Reproduce the first line of the entries that follow and each later line, word for word, ending with the one containing "those back, and".

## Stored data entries
-=-=-=-=-

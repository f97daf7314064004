//! Transactions over the statement store.
//!
//! A [`Transaction`] is the unit of work every mutation runs in. In-memory
//! state is updated eagerly, so readers of the same engine observe
//! uncommitted work. The transaction journals the first-touch prior value of
//! every record it mutates; [`Transaction::abort`] puts those back, and
//! [`Transaction::commit`] writes the touched records through to the durable
//! tier in one redb transaction.
//!
//! Hooks registered with [`Transaction::run_on_commit`] and
//! [`Transaction::run_on_close`] fire at most once, in registration order.
//! Commit hooks only fire on commit; close hooks fire on commit and abort.
//!
//! Record locks are advisory and held until the transaction closes.

use std::collections::{BTreeSet, HashMap};
use std::sync::{Arc, Condvar, Mutex};
use std::time::{Duration, Instant};

use crate::authority::StatementAuthority;
use crate::error::{ProofResult, StoreError};
use crate::id::StatementId;
use crate::statement::Statement;
use crate::store::StatementStore;
use crate::undelete::{DeletionBatch, UndoLog};

type Hook = Box<dyn FnOnce() + Send>;

enum HookKind {
    Commit,
    Close,
}

#[derive(Default)]
struct TxnState {
    closed: bool,
    statements: HashMap<StatementId, Option<Statement>>,
    authorities: HashMap<StatementId, Option<StatementAuthority>>,
    hooks: Vec<(HookKind, Hook)>,
    held: BTreeSet<StatementId>,
    deletions: Vec<DeletionBatch>,
    popped: Vec<DeletionBatch>,
}

/// Advisory per-statement record locks shared by every transaction of an
/// engine.
#[derive(Debug, Default)]
pub struct LockTable {
    owners: Mutex<HashMap<StatementId, u64>>,
    released: Condvar,
}

impl LockTable {
    pub fn new() -> Self {
        Self::default()
    }

    /// Acquire `id` for transaction `owner`, waiting up to `timeout`.
    /// Re-acquiring a lock already held by `owner` succeeds immediately.
    pub fn acquire(&self, id: StatementId, owner: u64, timeout: Duration) -> Result<(), StoreError> {
        let deadline = Instant::now() + timeout;
        let mut owners = self.owners.lock().expect("lock table poisoned");
        loop {
            match owners.get(&id) {
                None => {
                    owners.insert(id, owner);
                    return Ok(());
                }
                Some(&current) if current == owner => return Ok(()),
                Some(_) => {}
            }
            let now = Instant::now();
            if now >= deadline {
                tracing::warn!(statement = %id, txn = owner, "record lock timed out");
                return Err(StoreError::LockTimeout { id: id.get() });
            }
            owners = self
                .released
                .wait_timeout(owners, deadline - now)
                .expect("lock table poisoned")
                .0;
        }
    }

    /// Release every lock in `ids` held by `owner`.
    pub fn release_all(&self, owner: u64, ids: &BTreeSet<StatementId>) {
        if ids.is_empty() {
            return;
        }
        let mut owners = self.owners.lock().expect("lock table poisoned");
        for id in ids {
            if owners.get(id) == Some(&owner) {
                owners.remove(id);
            }
        }
        drop(owners);
        self.released.notify_all();
    }

    /// Current owner of `id`, if locked.
    pub fn owner(&self, id: StatementId) -> Option<u64> {
        self.owners
            .lock()
            .expect("lock table poisoned")
            .get(&id)
            .copied()
    }
}

/// A unit of work against an engine's store.
pub struct Transaction {
    id: u64,
    store: Arc<StatementStore>,
    locks: Arc<LockTable>,
    undo: Arc<UndoLog>,
    lock_timeout: Duration,
    state: Mutex<TxnState>,
}

impl std::fmt::Debug for Transaction {
    fn fmt(&self, f: &mut std::fmt::Formatter<'_>) -> std::fmt::Result {
        f.debug_struct("Transaction")
            .field("id", &self.id)
            .field("closed", &self.is_closed())
            .finish_non_exhaustive()
    }
}

impl Transaction {
    pub(crate) fn new(
        id: u64,
        store: Arc<StatementStore>,
        locks: Arc<LockTable>,
        undo: Arc<UndoLog>,
        lock_timeout: Duration,
    ) -> Self {
        Self {
            id,
            store,
            locks,
            undo,
            lock_timeout,
            state: Mutex::new(TxnState::default()),
        }
    }

    pub fn id(&self) -> u64 {
        self.id
    }

    pub fn lock_timeout(&self) -> Duration {
        self.lock_timeout
    }

    pub fn is_closed(&self) -> bool {
        self.state.lock().expect("transaction state poisoned").closed
    }

    /// Fail with `TransactionClosed` once committed or aborted.
    pub fn ensure_open(&self) -> ProofResult<()> {
        if self.is_closed() {
            return Err(StoreError::TransactionClosed { id: self.id }.into());
        }
        Ok(())
    }

    /// Acquire the record lock on `id` until this transaction closes.
    pub fn lock(&self, id: StatementId) -> ProofResult<()> {
        self.ensure_open()?;
        self.locks.acquire(id, self.id, self.lock_timeout)?;
        self.state
            .lock()
            .expect("transaction state poisoned")
            .held
            .insert(id);
        Ok(())
    }

    /// Run `hook` after a successful commit.
    pub fn run_on_commit(&self, hook: impl FnOnce() + Send + 'static) {
        self.push_hook(HookKind::Commit, Box::new(hook));
    }

    /// Run `hook` when the transaction closes, by commit or abort.
    pub fn run_on_close(&self, hook: impl FnOnce() + Send + 'static) {
        self.push_hook(HookKind::Close, Box::new(hook));
    }

    fn push_hook(&self, kind: HookKind, hook: Hook) {
        let mut state = self.state.lock().expect("transaction state poisoned");
        if state.closed {
            return;
        }
        state.hooks.push((kind, hook));
    }

    /// Record the prior value of a statement the first time it is touched.
    pub(crate) fn journal_statement(
        &self,
        id: StatementId,
        prior: impl FnOnce() -> Option<Statement>,
    ) {
        let mut state = self.state.lock().expect("transaction state poisoned");
        state.statements.entry(id).or_insert_with(prior);
    }

    pub(crate) fn journal_authority(
        &self,
        id: StatementId,
        prior: impl FnOnce() -> Option<StatementAuthority>,
    ) {
        let mut state = self.state.lock().expect("transaction state poisoned");
        state.authorities.entry(id).or_insert_with(prior);
    }

    /// Queue a deletion batch for the undo log; it is pushed on commit.
    pub(crate) fn record_deletions(&self, batch: DeletionBatch) {
        if batch.is_empty() {
            return;
        }
        self.state
            .lock()
            .expect("transaction state poisoned")
            .deletions
            .push(batch);
    }

    /// Remember a batch taken off the undo log, to put back on abort.
    pub(crate) fn record_undelete(&self, batch: DeletionBatch) {
        self.state
            .lock()
            .expect("transaction state poisoned")
            .popped
            .push(batch);
    }

    /// Number of records touched so far.
    pub fn touched(&self) -> usize {
        let state = self.state.lock().expect("transaction state poisoned");
        state.statements.len() + state.authorities.len()
    }

    fn take_state(&self) -> Option<TxnState> {
        let mut state = self.state.lock().expect("transaction state poisoned");
        if state.closed {
            return None;
        }
        let taken = std::mem::take(&mut *state);
        state.closed = true;
        Some(taken)
    }

    fn rollback(&self, state: &mut TxnState) {
        for (id, prior) in state.statements.drain() {
            self.store.restore_statement(id, prior);
        }
        for (id, prior) in state.authorities.drain() {
            self.store.restore_authority(id, prior);
        }
        // Undone batches go back in their original order.
        for batch in state.popped.drain(..).rev() {
            self.undo.push(batch);
        }
    }

    fn finish(&self, state: TxnState, committed: bool) {
        self.locks.release_all(self.id, &state.held);
        for (kind, hook) in state.hooks {
            if committed || matches!(kind, HookKind::Close) {
                hook();
            }
        }
    }

    /// Write touched records through, enter deletion batches into the undo
    /// log, then run every hook in registration order.
    ///
    /// If the durable write fails the transaction is rolled back and only
    /// close hooks run.
    pub fn commit(&self) -> ProofResult<()> {
        let Some(mut state) = self.take_state() else {
            return Err(StoreError::TransactionClosed { id: self.id }.into());
        };

        let statements: Vec<_> = state.statements.keys().copied().collect();
        let authorities: Vec<_> = state.authorities.keys().copied().collect();
        if let Err(e) = self.store.flush(&statements, &authorities) {
            tracing::warn!(txn = self.id, error = %e, "durable write failed, rolling back");
            self.rollback(&mut state);
            self.finish(state, false);
            return Err(e.into());
        }

        for batch in state.deletions.drain(..) {
            self.undo.push(batch);
        }
        tracing::debug!(
            txn = self.id,
            statements = statements.len(),
            authorities = authorities.len(),
            "transaction committed"
        );
        self.finish(state, true);
        Ok(())
    }

    /// Restore every touched record and run close hooks. Idempotent.
    pub fn abort(&self) {
        let Some(mut state) = self.take_state() else {
            return;
        };
        let touched = state.statements.len();
        self.rollback(&mut state);
        tracing::debug!(txn = self.id, statements = touched, "transaction aborted");
        self.finish(state, false);
    }
}

impl Drop for Transaction {
    fn drop(&mut self) {
        self.abort();
    }
}

#[cfg(test)]
mod tests {
    use super::*;
    use std::sync::atomic::{AtomicUsize, Ordering};

    fn sid(raw: u64) -> StatementId {
        StatementId::new(raw).unwrap()
    }

    fn txn(id: u64, locks: &Arc<LockTable>) -> Transaction {
        Transaction::new(
            id,
            Arc::new(StatementStore::memory_only()),
            Arc::clone(locks),
            Arc::new(UndoLog::new(4)),
            Duration::from_millis(20),
        )
    }

    #[test]
    fn hooks_run_in_order_on_commit() {
        let locks = Arc::new(LockTable::new());
        let t = txn(1, &locks);
        let log = Arc::new(Mutex::new(Vec::new()));
        for (i, commit) in [(1, true), (2, false), (3, true)] {
            let log = Arc::clone(&log);
            if commit {
                t.run_on_commit(move || log.lock().unwrap().push(i));
            } else {
                t.run_on_close(move || log.lock().unwrap().push(i));
            }
        }
        t.commit().unwrap();
        assert_eq!(*log.lock().unwrap(), vec![1, 2, 3]);
    }

    #[test]
    fn abort_runs_close_hooks_only() {
        let locks = Arc::new(LockTable::new());
        let t = txn(1, &locks);
        let commits = Arc::new(AtomicUsize::new(0));
        let closes = Arc::new(AtomicUsize::new(0));
        {
            let commits = Arc::clone(&commits);
            t.run_on_commit(move || {
                commits.fetch_add(1, Ordering::SeqCst);
            });
            let closes = Arc::clone(&closes);
            t.run_on_close(move || {
                closes.fetch_add(1, Ordering::SeqCst);
            });
        }
        t.abort();
        t.abort();
        assert_eq!(commits.load(Ordering::SeqCst), 0);
        assert_eq!(closes.load(Ordering::SeqCst), 1);
        assert!(t.commit().is_err());
    }

    #[test]
    fn locks_block_other_transactions_until_close() {
        let locks = Arc::new(LockTable::new());
        let a = txn(1, &locks);
        let b = txn(2, &locks);
        a.lock(sid(5)).unwrap();
        a.lock(sid(5)).unwrap();
        assert!(matches!(
            b.lock(sid(5)),
            Err(crate::error::ProofError::Store(StoreError::LockTimeout { id: 5 }))
        ));
        a.commit().unwrap();
        assert_eq!(locks.owner(sid(5)), None);
        b.lock(sid(5)).unwrap();
        assert_eq!(locks.owner(sid(5)), Some(2));
    }

    #[test]
    fn drop_aborts_open_transaction() {
        let locks = Arc::new(LockTable::new());
        let closed = Arc::new(AtomicUsize::new(0));
        {
            let t = txn(1, &locks);
            t.lock(sid(9)).unwrap();
            let closed = Arc::clone(&closed);
            t.run_on_close(move || {
                closed.fetch_add(1, Ordering::SeqCst);
            });
        }
        assert_eq!(closed.load(Ordering::SeqCst), 1);
        assert_eq!(locks.owner(sid(9)), None);
    }
}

-=-=-=-=-

## TASK RESULT
repository f97daf7314064004
//! Transactions over the statement store.
//!
//! A [`Transaction`] is the unit of work every mutation runs in. In-memory
//! state is updated eagerly, so readers of the same engine observe
//! uncommitted work. The transaction journals the first-touch prior value of
//! every record it mutates; [`Transaction::abort`] puts those back, and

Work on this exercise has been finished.